Я помотал головой и тяжело вздохнул:

— Да вы просто подловить меня пытаетесь, а не услышать. Ну, может, я и думал, но это нормально, все иногда об этом думают. Было бы глупо маниакально утверждать обратное.

— То есть все-таки думали? Минуту назад вы это отрицали.

Мне захотелось его ударить. Я медленно провел языком по зубам и поиграл желваками, чтобы немножко успокоиться.

— Послушайте, Даниил как-вас-тамович, не надо делать из меня психа. Я нормальный человек, я нормально соображаю, у меня не нарушено критическое мышление, мне нечего тут делать.

— По большей части да. Скорее всего, переведем вас на амбулаторное лечение. Подождите. — Он жестом остановил меня, собирающегося возмутиться. — Вы правда думаете, что у меня есть хоть какой-то интерес в том, чтобы лечить здорового человека?

— Ну… — Я попытался сообразить, в чем может быть выгода, с ходу не нашел. — Может, у вас профдеформация. Вы во всех видите психов. Нет здоровых, есть недообследованные.

— Вы когда-нибудь видели, как выглядит история болезни?

— Нет, а при чем тут это?

Розенбаум усмехнулся, закинул ногу на ногу и посмотрел в сторону двери, будто бы принимая какое-то решение.

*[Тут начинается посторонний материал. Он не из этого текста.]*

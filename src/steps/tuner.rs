//! `tune-iterations`: size each workload's iteration count to a target run time.

use super::certify_all;
use crate::config::CoreMarkConfig;
use crate::parser::{read_log, LogFormat};
use crate::runner::ProcessRunner;
use crate::schema::{BenchmarkParams, CertifyParams, Iterations, StepOutput, TuneParams};
use crate::{Error, Result};

use tracing::info;

/// Iterations needed to run for `target_secs` at `secs_per_iteration`.
pub fn target_iterations(target_secs: u64, secs_per_iteration: f64) -> Result<u64> {
    if !secs_per_iteration.is_finite() || secs_per_iteration <= 0.0 {
        return Err(Error::parse(format!(
            "per-iteration time must be a positive number of seconds, got {secs_per_iteration}"
        )));
    }
    Ok((target_secs as f64 / secs_per_iteration).ceil() as u64)
}

/// Tune iteration counts.
///
/// Runs one verification certification with default iterations to refresh
/// the run log, then computes `ceil(target_run_time / t)` for every workload
/// whose median time `t` appears in it. The result is a `certify-all` input
/// carrying the caller's run parameters.
///
/// A failed verification run is returned as the step's error output.
pub async fn tune_iterations(
    config: &CoreMarkConfig,
    runner: &dyn ProcessRunner,
    format: &LogFormat,
    params: &TuneParams,
) -> Result<StepOutput<CertifyParams>> {
    params.validate()?;

    let verification = CertifyParams {
        benchmark: BenchmarkParams::verification(),
        iterations: None,
    };
    if let StepOutput::Error(error) = certify_all(config, runner, format, &verification).await? {
        return Ok(StepOutput::Error(error));
    }

    let log = read_log(&config.log_file())?;
    let mut iterations = Iterations::default();
    for (workload, secs) in format.median_times(&log)? {
        let count = target_iterations(params.target_run_time, secs)?;
        info!(workload = %workload, secs_per_iteration = secs, iterations = count, "tuned");
        iterations.set(workload, count);
    }

    Ok(StepOutput::Success(CertifyParams {
        benchmark: params.benchmark.clone(),
        iterations: Some(iterations),
    }))
}

#[cfg(test)]
mod tests {
    use super::*;
    use crate::parser::fixtures::{CERTIFY_OUTPUT, RUN_LOG};
    use crate::runner::testing::ScriptedRunner;
    use crate::schema::Workload;
    use proptest::prelude::*;

    fn install() -> (tempfile::TempDir, CoreMarkConfig) {
        let dir = tempfile::tempdir().unwrap();
        let config = CoreMarkConfig::with_install_dir(dir.path());
        (dir, config)
    }

    fn tune_params(target_run_time: u64) -> TuneParams {
        TuneParams {
            benchmark: BenchmarkParams {
                contexts: Some(1),
                workers: Some(1),
                verify: false,
            },
            target_run_time,
        }
    }

    #[tokio::test]
    async fn test_half_second_iteration_for_two_seconds() {
        let (_dir, config) = install();
        let runner = ScriptedRunner::completed(CERTIFY_OUTPUT)
            .writing_log(config.log_file(), "median single core 1 1 0 0.5 1 2.00\n");

        let output = tune_iterations(&config, &runner, &LogFormat::default(), &tune_params(2))
            .await
            .unwrap();

        let tuned = output.success().unwrap();
        let iterations = tuned.iterations.unwrap();
        assert_eq!(iterations.get(Workload::Core), Some(4));
        assert_eq!(iterations.entries().count(), 1);
        assert_eq!(tuned.benchmark.contexts, Some(1));
        assert_eq!(tuned.benchmark.workers, Some(1));
    }

    #[tokio::test]
    async fn test_every_logged_workload_is_tuned() {
        let (_dir, config) = install();
        let runner = ScriptedRunner::completed(CERTIFY_OUTPUT).writing_log(config.log_file(), RUN_LOG);

        let output = tune_iterations(&config, &runner, &LogFormat::default(), &tune_params(2))
            .await
            .unwrap();

        let iterations = output.success().unwrap().iterations.unwrap();
        let expected: Iterations = Workload::ALL.into_iter().zip(1..=9).collect();
        assert_eq!(iterations, expected);
    }

    #[tokio::test]
    async fn test_verification_run_uses_defaults() {
        let (_dir, config) = install();
        let runner = ScriptedRunner::completed(CERTIFY_OUTPUT).writing_log(config.log_file(), RUN_LOG);

        tune_iterations(&config, &runner, &LogFormat::default(), &tune_params(10))
            .await
            .unwrap();

        let calls = runner.calls();
        assert_eq!(calls.len(), 1);
        assert_eq!(calls[0].0.args()[2], "XCMD=-v1");
    }

    #[tokio::test]
    async fn test_failed_verification_run() {
        let (_dir, config) = install();
        let runner = ScriptedRunner::failed("make", 2, "disk full");

        let output = tune_iterations(&config, &runner, &LogFormat::default(), &tune_params(2))
            .await
            .unwrap();
        assert_eq!(output.output_id(), "error");
    }

    #[tokio::test]
    async fn test_zero_target_rejected_before_run() {
        let (_dir, config) = install();
        let runner = ScriptedRunner::completed(CERTIFY_OUTPUT);

        let err = tune_iterations(&config, &runner, &LogFormat::default(), &tune_params(0))
            .await
            .unwrap_err();
        assert_eq!(err.category(), "validation");
        assert!(runner.calls().is_empty());
    }

    #[tokio::test]
    async fn test_zero_time_in_log_is_fatal() {
        let (_dir, config) = install();
        let runner = ScriptedRunner::completed(CERTIFY_OUTPUT)
            .writing_log(config.log_file(), "median single core 1 1 0 0.000 1 0\n");

        let err = tune_iterations(&config, &runner, &LogFormat::default(), &tune_params(2))
            .await
            .unwrap_err();
        assert_eq!(err.category(), "parse");
    }

    #[test]
    fn test_target_iterations() {
        assert_eq!(target_iterations(2, 0.5).unwrap(), 4);
        assert_eq!(target_iterations(10, 3.0).unwrap(), 4);
        assert_eq!(target_iterations(1, 5.0).unwrap(), 1);
        assert!(target_iterations(1, f64::NAN).is_err());
        assert!(target_iterations(1, -1.0).is_err());
    }

    proptest! {
        #[test]
        fn prop_iterations_cover_target(target in 1u64..3600, secs in 0.001f64..100.0) {
            let count = target_iterations(target, secs).unwrap();
            let target = target as f64;
            prop_assert!(count >= 1);
            prop_assert!(count as f64 * secs >= target * (1.0 - 1e-9));
            prop_assert!((count - 1) as f64 * secs < target * (1.0 + 1e-9));
        }
    }
}
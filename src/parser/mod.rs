//! Text scraping of the suite's run log and console output.
//!
//! Everything that depends on the suite's text formats is confined to this
//! module.

pub mod log;
pub mod table;

pub use log::{read_log, LogFormat};
pub use table::parse_results_table;

#[cfg(test)]
pub(crate) mod fixtures {
    //! Captured suite output shared by the step tests.

    /// Console output of `make -s certify-all`.
    pub const CERTIFY_OUTPUT: &str = "\
Starting run...
WORKLOAD RESULTS TABLE

                                                 MultiCore SingleCore
Workload Name                                     (iter/s)   (iter/s)    Scaling
----------------------------------------------- ---------- ---------- ----------
cjpeg-rose7-preset                                  178.57     178.57       1.00
core                                                  1.10       2.20       3.30
linear_alg-mid-100x100-sp                           625.00     625.00       1.00
loops-all-mid-10k-sp                                  2.85       2.85       1.00
nnet_test                                             4.31       4.31       1.00
parser-125k                                          37.04      37.04       1.00
radix2-big-64k                                      165.02     165.02       1.00
sha-test                                            212.77     212.77       1.00
zip-test                                             90.91      90.91       1.00

MARK RESULTS TABLE

Mark Name                                        MultiCore SingleCore    Scaling
----------------------------------------------- ---------- ---------- ----------
CoreMark-PRO                                       4512.34    4512.34       1.00
";

    /// Run log with one median line per workload.
    ///
    /// Times are chosen so that a two-second target gives 1..=9 iterations in
    /// catalog order, and the logged counts match those targets.
    pub const RUN_LOG: &str = "\
#UID            Suite Name                     Ctx Wrk Fails       t(s)       Iter     Iter/s  Codesize   Datasize
#Results for performance runs started at 23040:10:00:00 XCMD=-v1
median single cjpeg-rose7-preset                 1   1     0      2.000          1       0.50    101618     266586
median single core                               1   1     0      1.000          2       1.00     18086      41958
median single linear_alg-mid-100x100-sp          1   1     0      0.700          3       1.43     17742      82376
median single loops-all-mid-10k-sp               1   1     0      0.500          4       2.00     22388    1103128
median single nnet_test                          1   1     0      0.400          5       2.50     20770     137992
median single parser-125k                        1   1     0      0.350          6       2.86     21690     552336
median single radix2-big-64k                     1   1     0      0.300          7       3.33     11842    1051128
median single sha-test                           1   1     0      0.250          8       4.00     15082      73552
median single zip-test                           1   1     0      0.225          9       4.44     20722     563880
median single CoreMark-PRO                       1   1     0      4.000          1       0.25         0          0
";
}
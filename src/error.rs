//! Error types for the CoreMark-PRO plugin.
//!
//! Every failure that terminates a step is represented here. A benchmark run
//! that exits non-zero is *not* an error in this sense: it is reported to the
//! workflow as an `ErrorOutput` (see [`crate::schema::ErrorOutput`]).

use std::borrow::Borrow;
use std::path::{Path, PathBuf};
use thiserror::Error;

/// Result type alias using the crate's Error type.
pub type Result<T> = std::result::Result<T, Error>;

/// Main error type for the plugin.
#[derive(Error, Debug)]
pub enum Error {
    /// Invalid step input
    #[error("Validation error: {message}")]
    Validation {
        /// Detailed error message
        message: String,
        /// Field that caused the error, if applicable
        field: Option<String>,
    },

    /// Malformed benchmark log or benchmark output
    #[error("Parse error{}: {message}", at_line(.line))]
    Parse {
        /// Detailed error message
        message: String,
        /// Line number (1-based) where the error occurred, if applicable
        line: Option<usize>,
    },

    /// Configuration error
    #[error("Configuration error: {message}")]
    Config {
        /// Detailed error message
        message: String,
        /// Configuration key that caused the error
        key: Option<String>,
    },

    /// Failure reading or writing one of the benchmark's files
    #[error("Cannot access {}: {source}", .path.display())]
    FileAccess {
        /// File that could not be accessed
        path: PathBuf,
        /// Underlying I/O error
        #[source]
        source: std::io::Error,
    },

    /// I/O error
    #[error("I/O error: {0}")]
    Io(#[from] std::io::Error),

    /// Serialization/deserialization error
    #[error("Serialization error: {0}")]
    Serialization(#[from] serde_json::Error),

    /// YAML parsing error
    #[error("YAML error: {0}")]
    Yaml(#[from] serde_yaml::Error),

    /// Internal error (unexpected condition)
    #[error("Internal error: {message}")]
    Internal {
        /// Detailed error message
        message: String,
    },
}

impl Error {
    /// Create a validation error.
    pub fn validation(message: impl Into<String>) -> Self {
        Error::Validation {
            message: message.into(),
            field: None,
        }
    }

    /// Create a validation error with field context.
    pub fn validation_field(message: impl Into<String>, field: impl Into<String>) -> Self {
        Error::Validation {
            message: message.into(),
            field: Some(field.into()),
        }
    }

    /// Create a parse error.
    pub fn parse(message: impl Into<String>) -> Self {
        Error::Parse {
            message: message.into(),
            line: None,
        }
    }

    /// Create a configuration error.
    pub fn config(message: impl Into<String>) -> Self {
        Error::Config {
            message: message.into(),
            key: None,
        }
    }

    /// Create a configuration error for a specific key.
    pub fn config_key(message: impl Into<String>, key: impl Into<String>) -> Self {
        Error::Config {
            message: message.into(),
            key: Some(key.into()),
        }
    }

    /// Create a file access error.
    pub fn file_access(path: impl AsRef<Path>, source: std::io::Error) -> Self {
        Error::FileAccess {
            path: path.as_ref().to_path_buf(),
            source,
        }
    }

    /// Create an internal error.
    pub fn internal(message: impl Into<String>) -> Self {
        Error::Internal {
            message: message.into(),
        }
    }

    /// Get the error category for structured logs.
    pub fn category(&self) -> &'static str {
        match self {
            Error::Validation { .. } => "validation",
            Error::Parse { .. } => "parse",
            Error::Config { .. } => "config",
            Error::FileAccess { .. } => "file_access",
            Error::Io(_) => "io",
            Error::Serialization(_) => "serialization",
            Error::Yaml(_) => "yaml",
            Error::Internal { .. } => "internal",
        }
    }
}

impl From<config::ConfigError> for Error {
    fn from(err: config::ConfigError) -> Self {
        Error::config(err.to_string())
    }
}

fn at_line<L: Borrow<Option<usize>>>(line: L) -> String {
    match line.borrow() {
        Some(line) => format!(" at line {line}"),
        None => String::new(),
    }
}

/// Extension trait for adding context to errors.
pub trait ErrorContext<T> {
    /// Add field context to validation errors.
    fn with_field(self, field: impl Into<String>) -> Result<T>;

    /// Add a line number to parse errors that do not carry one yet.
    fn with_line(self, line: usize) -> Result<T>;
}

impl<T> ErrorContext<T> for Result<T> {
    fn with_field(self, field: impl Into<String>) -> Result<T> {
        self.map_err(|e| match e {
            Error::Validation { message, .. } => Error::Validation {
                message,
                field: Some(field.into()),
            },
            other => other,
        })
    }

    fn with_line(self, line: usize) -> Result<T> {
        self.map_err(|e| match e {
            Error::Parse {
                message,
                line: None,
            } => Error::Parse {
                message,
                line: Some(line),
            },
            other => other,
        })
    }
}
//! Step registry.

use serde::{Deserialize, Serialize};
use std::fmt;
use std::str::FromStr;

/// A step the plugin exposes to the workflow engine.
#[derive(Debug, Clone, Copy, PartialEq, Eq, Hash, Serialize, Deserialize)]
#[serde(rename_all = "kebab-case")]
pub enum StepId {
    /// Tune per-workload iteration counts
    TuneIterations,
    /// Run and score every workload
    CertifyAll,
}

impl StepId {
    /// Stable step identifier.
    pub fn id(&self) -> &'static str {
        match self {
            StepId::TuneIterations => "tune-iterations",
            StepId::CertifyAll => "certify-all",
        }
    }

    /// Display name.
    pub fn name(&self) -> &'static str {
        match self {
            StepId::TuneIterations => "Tune Iterations",
            StepId::CertifyAll => "Certify All",
        }
    }

    /// What the step does.
    pub fn description(&self) -> &'static str {
        match self {
            StepId::TuneIterations => {
                "Runs all nine workloads, checks their run times, calculates the number of \
                 iterations for each workload to roughly reach the target run time, and returns \
                 an object compatible with the certify-all step. Include every certify-all \
                 parameter in the input so that the generated object is complete."
            }
            StepId::CertifyAll => {
                "Runs all nine workloads, collects their scores, and processes them into the \
                 final CoreMark-PRO score."
            }
        }
    }
}

impl fmt::Display for StepId {
    fn fmt(&self, f: &mut fmt::Formatter<'_>) -> fmt::Result {
        f.write_str(self.id())
    }
}

impl FromStr for StepId {
    type Err = crate::Error;

    fn from_str(s: &str) -> crate::Result<Self> {
        all_steps()
            .into_iter()
            .find(|step| step.id() == s)
            .ok_or_else(|| crate::Error::validation_field(format!("unknown step '{s}'"), "step"))
    }
}

/// Every registered step.
pub fn all_steps() -> Vec<StepId> {
    vec![StepId::TuneIterations, StepId::CertifyAll]
}

#[cfg(test)]
mod tests {
    use super::*;

    #[test]
    fn test_unique_ids() {
        let steps = all_steps();
        let mut ids: Vec<&str> = steps.iter().map(|s| s.id()).collect();
        ids.sort();
        ids.dedup();
        assert_eq!(ids.len(), steps.len(), "All step IDs should be unique");
    }

    #[test]
    fn test_parse_round_trip() {
        for step in all_steps() {
            assert_eq!(step.id().parse::<StepId>().unwrap(), step);
            assert_eq!(serde_json::to_string(&step).unwrap(), format!("\"{}\"", step.id()));
        }
        assert!("certify".parse::<StepId>().is_err());
    }
}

— Ладно. — Он махнул рукой. — Как-нибудь потом покажу. Пока просто поверьте на слово. У меня там лежит история болезни реанимационного больного. Он ничего не делает, просто лежит. Даже не моргает. Так вот там текста больше, чем в «Войне и мире». Вы правда думаете, что мне охота писать еще пару сотен страниц заключений?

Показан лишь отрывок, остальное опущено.